— Work to complete —
Tally every line of the entries that contains the string "OutlineMode", then reply with only that number.

[Extracted data entries]
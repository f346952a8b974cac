//! Configuration system for the asciimesh text geometry generator.
//!
//! This crate provides configuration loading, saving, validation and default
//! values. It includes:
//!
//! - The [`Config`] struct with per-field serde defaults
//! - YAML persistence under the platform config directory
//! - Style enums shared by the render crate ([`OutlineMode`], [`RenderMode`])

pub mod config;
pub mod defaults;
pub mod error;
mod types;

// Re-export main types for convenience
pub use config::Config;
pub use error::ConfigError;
pub use types::{OutlineMode, RenderMode};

— Exercise response —
2